Quel grand livre que ce Grand marin ! C’est une œuvre
essentielle qui vous transporte réellement, qui vous parle des hommes, du sens
de la vie, de la mort, de notre rapport au monde, à l’univers… Bref, UN
GRAND !
Elle, c’est Lili et elle part,
elle quitte Manosque-les-Couteaux. Cela ressemble à une fuite. On n’en saura
pas plus.
Elle va pêcher en Alaska !
La bonne blague, lui dit-on, toi, petit bout de femme, petit gabarit, tu vas
affronter un monde d’hommes, un monde violent où tu risques la mort à chaque
minute. Ah, ah, laisse-nous rire…
C’est pourtant ce qu’elle fait
malgré les « God bless you », les mises en garde : attention
« aux lignes qui s’en vont dans l’eau avec une force qui t’emporterait si
tu te prends le pied, le bras dedans, à celles que l’on ramène qui, si elles se
brisent, peuvent te tuer, te défigurer… Aux hameçons qui se coincent dans le
vireur et sont projetés n’importe où, au gros temps, au récif que l’on n’a pas
calculé, à celui qui s’endort pendant son quart, à la chute à la mer, la vague
qui t’embarque et le froid qui te tue… Embarquer, c’est comme épouser le bateau
le temps que tu vas bosser pour lui. T’as plus de vie, t’as plus rien à
toi. ». Le ton est donné.
Elle embarque à bord du Rebel avec Simon, John, Vick, Jesse,
Jesús, Dave et Jude « l’homme-lion, le grand marin », le taiseux pas
aimable qui fascine, celui qui « travaille dans la vague. ».
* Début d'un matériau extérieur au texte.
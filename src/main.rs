use std::sync::Arc;

use sqlx::postgres::PgPoolOptions;

mod accounts;
mod app;
mod config;
mod context;
mod db;
mod error;
mod reporting;
mod state;
mod tasks;

use crate::config::AppConfig;
use crate::db::postgres::PgDatabase;
use crate::reporting::TracingReporter;
use crate::state::AppState;
use crate::tasks::email::{sender_from_config, EmailTask, EmailTemplates, TYPE_EMAIL_SEND};
use crate::tasks::redis_queue::RedisQueue;
use crate::tasks::worker::Worker;

#[tokio::main]
async fn main() -> anyhow::Result<()> {
    dotenvy::dotenv().ok();

    let env_filter = std::env::var("RUST_LOG")
        .unwrap_or_else(|_| "authcore=debug,axum=info,tower_http=info".to_string());
    let json_logs = std::env::var("LOG_FORMAT")
        .map(|v| v == "json")
        .unwrap_or(false);

    if json_logs {
        tracing_subscriber::fmt()
            .with_env_filter(env_filter)
            .with_target(false)
            .json()
            .init();
    } else {
        tracing_subscriber::fmt().with_env_filter(env_filter).init();
    }

    let config = Arc::new(AppConfig::from_env()?);
    tracing::debug!(?config, "configuration loaded");

    let pool = PgPoolOptions::new()
        .max_connections(config.database_max_connections)
        .connect(&config.database_url)
        .await?;

    // Run migrations if present
    if let Err(e) = sqlx::migrate!("./migrations").run(&pool).await {
        tracing::warn!(error = %e, "migrations folder not found or migration failed; continuing");
    }

    let queue = RedisQueue::connect(&config.redis_url).await?;
    let reporter = Arc::new(TracingReporter);
    let state = AppState::from_parts(
        config.clone(),
        Arc::new(PgDatabase::new(pool)),
        Arc::new(queue.clone()),
        reporter,
    )?;

    let email_task = EmailTask::new(EmailTemplates::new()?, sender_from_config(&config.email)?);
    let worker = Arc::new(Worker::new().register(TYPE_EMAIL_SEND, Arc::new(email_task)));
    for _ in 0..config.worker.concurrency {
        tokio::spawn(worker.clone().run(queue.clone()));
    }
    tokio::spawn(state.cleanup.clone().run_every(config.worker.cleanup_interval));

    app::serve(app::build_app(state), &config.host, config.port).await
}
use axum::{
    routing::{delete, get, post, put},
    Router,
};

use crate::state::AppState;

pub mod account;
pub mod dto;
pub mod email_verification;
pub mod extractors;
pub mod handlers;
pub mod password;
pub mod password_reset;
pub mod session;
pub mod tokens;

pub fn router() -> Router<AppState> {
    Router::new()
        .route("/users", post(handlers::register))
        .route(
            "/users/me",
            get(handlers::get_me).delete(handlers::schedule_deletion),
        )
        .route("/sessions", post(handlers::login))
        .route("/sessions/current", delete(handlers::logout))
        .route("/password-resets", post(handlers::request_password_reset))
        .route(
            "/password-resets/:token",
            put(handlers::execute_password_reset),
        )
        .route("/email-verifications", post(handlers::send_verification))
        .route("/email-verifications/:token", put(handlers::verify_email))
}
Appâter, jeter les palangres à la mer, les
remonter en veillant à ne pas passer par-dessus bord, éventrer les poissons
vite, très vite, encore plus vite, en ayant des yeux derrière le dos, lutter
corps à corps avec la bête qui se débat, briser la glace dans la cale, souffrir
du froid tenace malgré la fièvre, de l’humidité, de la faim, des blessures, de
l’absence de sommeil, tenir debout alors que les yeux se ferment, asperger le
pont d’eau glacée, rincer les cirés et recommencer, jeter les palangres… Et les
cris des hommes, le bruit des machines, de la houle et du vent à peine
supportables…
La terre n’existe plus, c’est un autre
univers. On est au milieu des éléments, petite chose ballottée au gré des
tempêtes, de l’océan qui bouillonne, des vagues violentes.
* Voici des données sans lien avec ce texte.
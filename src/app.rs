use axum::{routing::get, Router};
use tower_http::{cors::CorsLayer, trace::TraceLayer};

use crate::accounts::{self, extractors::REQUEST_ID_HEADER};
use crate::state::AppState;

pub fn build_app(state: AppState) -> Router {
    Router::new()
        .nest(
            "/api/v1",
            Router::new()
                .merge(accounts::router())
                .route("/health", get(|| async { "ok" })),
        )
        .with_state(state)
        .layer(CorsLayer::permissive())
        .layer(
            TraceLayer::new_for_http()
                .make_span_with(|req: &axum::http::Request<_>| {
                    let method = req.method().clone();
                    let uri = req.uri().clone();
                    let request_id = req
                        .headers()
                        .get(REQUEST_ID_HEADER)
                        .and_then(|v| v.to_str().ok())
                        .unwrap_or("-")
                        .to_string();
                    tracing::info_span!(
                        "http_request",
                        %method,
                        uri = %uri,
                        request_id = %request_id,
                        status = tracing::field::Empty
                    )
                })
                .on_response(
                    |res: &axum::http::Response<_>,
                     latency: std::time::Duration,
                     span: &tracing::Span| {
                        let status = res.status();
                        span.record("status", tracing::field::display(status));
                        let latency_ms = latency.as_millis() as u64;
                        if status.is_server_error() {
                            tracing::error!(%status, latency_ms, "response");
                        } else {
                            tracing::info!(%status, latency_ms, "response");
                        }
                    },
                ),
        )
}

pub async fn serve(app: Router, host: &str, port: u16) -> anyhow::Result<()> {
    let listener = tokio::net::TcpListener::bind((host, port)).await?;
    tracing::info!("listening on {}", listener.local_addr()?);
    axum::serve(listener, app)
        .with_graceful_shutdown(async {
            let _ = tokio::signal::ctrl_c().await;
            tracing::info!("shutdown signal received");
        })
        .await?;
    Ok(())
}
Le retour sur la terre ferme est
aussi une épreuve, le rythme retombe, on tue le temps en buvant encore et
encore, on attend le prochain départ car c’est en mer que l’on est « dans
la vraie vie », « dans la vie magnifique, luttant au corps à corps
avec l’épuisement,… la fatigue et la violence de l’au-dehors. » L’envie de
repartir est irrésistible : être dans le mouvement, dans « … le souffle,
qui jamais ne s’arrête » et s’épuiser à en mourir : « Et
l’on va donner nos forces jusqu’à en tomber morts peut-être. Pour nous la
volupté de l’exténuement. »
Et quand la pêche à la morue est
passée, on repart pour celle au flétan, au crabe, au saumon… Lili veut être
sûre d’avoir vécu avant de mourir : « Ça me rend folle quand on
m’oblige à rester, dans un lit, une maison, ça me rend mauvaise. Je suis pas
vivable. Être une petite femelle c’est pas pour moi. Je veux qu’on me laisse
courir… J’ai peur des maisons. » Elle veut « vivre
dehors », être une « runaway, une bête coureuse des routes ».
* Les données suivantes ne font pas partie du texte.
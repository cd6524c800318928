use std::sync::Arc;

use anyhow::Context;
use async_trait::async_trait;
use lettre::{
    message::{header::ContentType, Mailbox},
    transport::smtp::authentication::Credentials,
    Address, AsyncSmtpTransport, AsyncTransport, Message, Tokio1Executor,
};
use serde::{Deserialize, Serialize};
use serde_json::{Map, Value};
use tera::Tera;
use tracing::{info, instrument};

use super::worker::TaskHandler;
use super::TaskEnvelope;
use crate::config::{EmailConfig, EmailProvider};

pub const TYPE_EMAIL_SEND: &str = "email:send";

pub const TEMPLATE_PASSWORD_RESET: &str = "password-reset";
pub const TEMPLATE_EMAIL_VERIFICATION: &str = "email-verification";
pub const TEMPLATE_ACCOUNT_DELETION: &str = "account-deletion-scheduled";

/// Payload of an `email:send` task.
#[derive(Debug, Clone, Serialize, Deserialize)]
pub struct EmailPayload {
    pub to: String,
    pub subject: String,
    pub template: String,
    #[serde(default)]
    pub data: Map<String, Value>,
}

impl EmailPayload {
    pub fn new(to: impl Into<String>, subject: impl Into<String>, template: &str) -> Self {
        Self {
            to: to.into(),
            subject: subject.into(),
            template: template.to_string(),
            data: Map::new(),
        }
    }

    pub fn with(mut self, key: &str, value: impl Into<Value>) -> Self {
        self.data.insert(key.to_string(), value.into());
        self
    }
}

/// A rendered message ready for a sender.
#[derive(Debug, Clone)]
pub struct OutgoingEmail {
    pub to: String,
    pub subject: String,
    pub html: String,
}

#[async_trait]
pub trait EmailSender: Send + Sync {
    async fn send(&self, email: &OutgoingEmail) -> anyhow::Result<()>;
}

/// Port on which SMTP servers expect TLS from the first byte.
const SMTPS_PORT: u16 = 465;

#[derive(Debug, Clone, Copy, PartialEq, Eq)]
enum SmtpSecurity {
    /// Plain SMTP, for local catchers such as MailHog.
    None,
    /// Upgrade with STARTTLS (submission port 587).
    StartTls,
    /// Implicit TLS (port 465).
    Tls,
}

fn smtp_security(cfg: &EmailConfig) -> SmtpSecurity {
    match (&cfg.smtp_username, &cfg.smtp_password) {
        (Some(_), Some(_)) if cfg.smtp_port == SMTPS_PORT => SmtpSecurity::Tls,
        (Some(_), Some(_)) => SmtpSecurity::StartTls,
        _ => SmtpSecurity::None,
    }
}

pub struct SmtpSender {
    transport: AsyncSmtpTransport<Tokio1Executor>,
    from: Mailbox,
}

impl SmtpSender {
    /// Authenticated relays use implicit TLS on 465 and STARTTLS on any other
    /// port. Without credentials the connection is plain SMTP.
    pub fn new(cfg: &EmailConfig) -> anyhow::Result<Self> {
        let builder = match smtp_security(cfg) {
            SmtpSecurity::Tls => AsyncSmtpTransport::<Tokio1Executor>::relay(&cfg.smtp_host)
                .context("create smtp relay")?,
            SmtpSecurity::StartTls => {
                AsyncSmtpTransport::<Tokio1Executor>::starttls_relay(&cfg.smtp_host)
                    .context("create smtp starttls relay")?
            }
            SmtpSecurity::None => {
                AsyncSmtpTransport::<Tokio1Executor>::builder_dangerous(&cfg.smtp_host)
            }
        };
        let builder = builder.port(cfg.smtp_port);
        let transport = match (&cfg.smtp_username, &cfg.smtp_password) {
            (Some(user), Some(pass)) => builder
                .credentials(Credentials::new(user.clone(), pass.clone()))
                .build(),
            _ => builder.build(),
        };
        let address: Address = cfg.from_address.parse().context("invalid EMAIL_FROM")?;
        Ok(Self {
            transport,
            from: Mailbox::new(Some(cfg.from_name.clone()), address),
        })
    }
}

#[async_trait]
impl EmailSender for SmtpSender {
    async fn send(&self, email: &OutgoingEmail) -> anyhow::Result<()> {
        let to: Mailbox = email.to.parse().context("invalid recipient address")?;
        let message = Message::builder()
            .from(self.from.clone())
            .to(to)
            .subject(email.subject.clone())
            .header(ContentType::TEXT_HTML)
            .body(email.html.clone())
            .context("build email")?;
        self.transport.send(message).await.context("smtp send")?;
        Ok(())
    }
}

/// Logs instead of sending. Only recipient and subject are logged.
#[derive(Debug, Clone, Copy, Default)]
pub struct LogSender;

#[async_trait]
impl EmailSender for LogSender {
    async fn send(&self, email: &OutgoingEmail) -> anyhow::Result<()> {
        info!(to = %email.to, subject = %email.subject, bytes = email.html.len(), "email (log provider)");
        Ok(())
    }
}

pub fn sender_from_config(cfg: &EmailConfig) -> anyhow::Result<Arc<dyn EmailSender>> {
    Ok(match cfg.provider {
        EmailProvider::Smtp => Arc::new(SmtpSender::new(cfg)?),
        EmailProvider::Log => Arc::new(LogSender),
    })
}

/// Named HTML templates, autoescaped.
pub struct EmailTemplates {
    tera: Tera,
}

impl EmailTemplates {
    pub fn new() -> anyhow::Result<Self> {
        let mut tera = Tera::default();
        tera.add_raw_templates(vec![
            (
                "password-reset.html",
                include_str!("../../templates/emails/password-reset.html"),
            ),
            (
                "email-verification.html",
                include_str!("../../templates/emails/email-verification.html"),
            ),
            (
                "account-deletion-scheduled.html",
                include_str!("../../templates/emails/account-deletion-scheduled.html"),
            ),
        ])
        .context("parse email templates")?;
        Ok(Self { tera })
    }

    pub fn render(&self, name: &str, data: &Map<String, Value>) -> anyhow::Result<String> {
        let context = tera::Context::from_serialize(data).context("build template context")?;
        self.tera
            .render(&format!("{name}.html"), &context)
            .with_context(|| format!("render email template {name}"))
    }
}

/// Handler for `email:send`: render, then send.
pub struct EmailTask {
    templates: EmailTemplates,
    sender: Arc<dyn EmailSender>,
}

impl EmailTask {
    pub fn new(templates: EmailTemplates, sender: Arc<dyn EmailSender>) -> Self {
        Self { templates, sender }
    }
}

#[async_trait]
impl TaskHandler for EmailTask {
    #[instrument(skip_all, fields(job_id = %envelope.metadata.job_id))]
    async fn handle(&self, envelope: &TaskEnvelope) -> anyhow::Result<()> {
        let payload: EmailPayload = envelope.decode_payload()?;
        let html = self.templates.render(&payload.template, &payload.data)?;
        self.sender
            .send(&OutgoingEmail {
                to: payload.to,
                subject: payload.subject,
                html,
            })
            .await?;
        info!(template = %payload.template, "email sent");
        Ok(())
    }
}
Même son grand marin ne pourra pas la fixer, peut-être parce qu’il en était
incapable lui-même…
Je me suis laissé totalement
embarquer par les mots de Catherine Poulain qui m’ont littéralement transportée,
ravie, dans tous les sens du terme : j’ai pêché auprès de Lili, lancé
violemment les milliers d’hameçons dans une mer en furie, tendu un visage bleui
au vent glacial qui lacérait ma peau, souffert d’imaginer ses mains meurtries
et sa fatigue lancinante rongeant son corps, admiré la beauté infinie de la mer
et des cieux, goûté avec elle « la poche de laitance du
poisson », avalé, enfin, à mon tour, l’océan, dans ce rapport sensuel aux
hommes, aux poissons, à la mer et au vent. Je me suis offerte à la vie…
Quel voyage, vraiment quel grand voyage !
Ce roman m' a fait chavirer d'émotions !
RépondreSupprimerOui, pour moi, c'est vraiment un gros coup de coeur! Je vais essayer de rencontrer cette femme extraordinaire au festival Etonnants Voyageurs de Saint-Malo!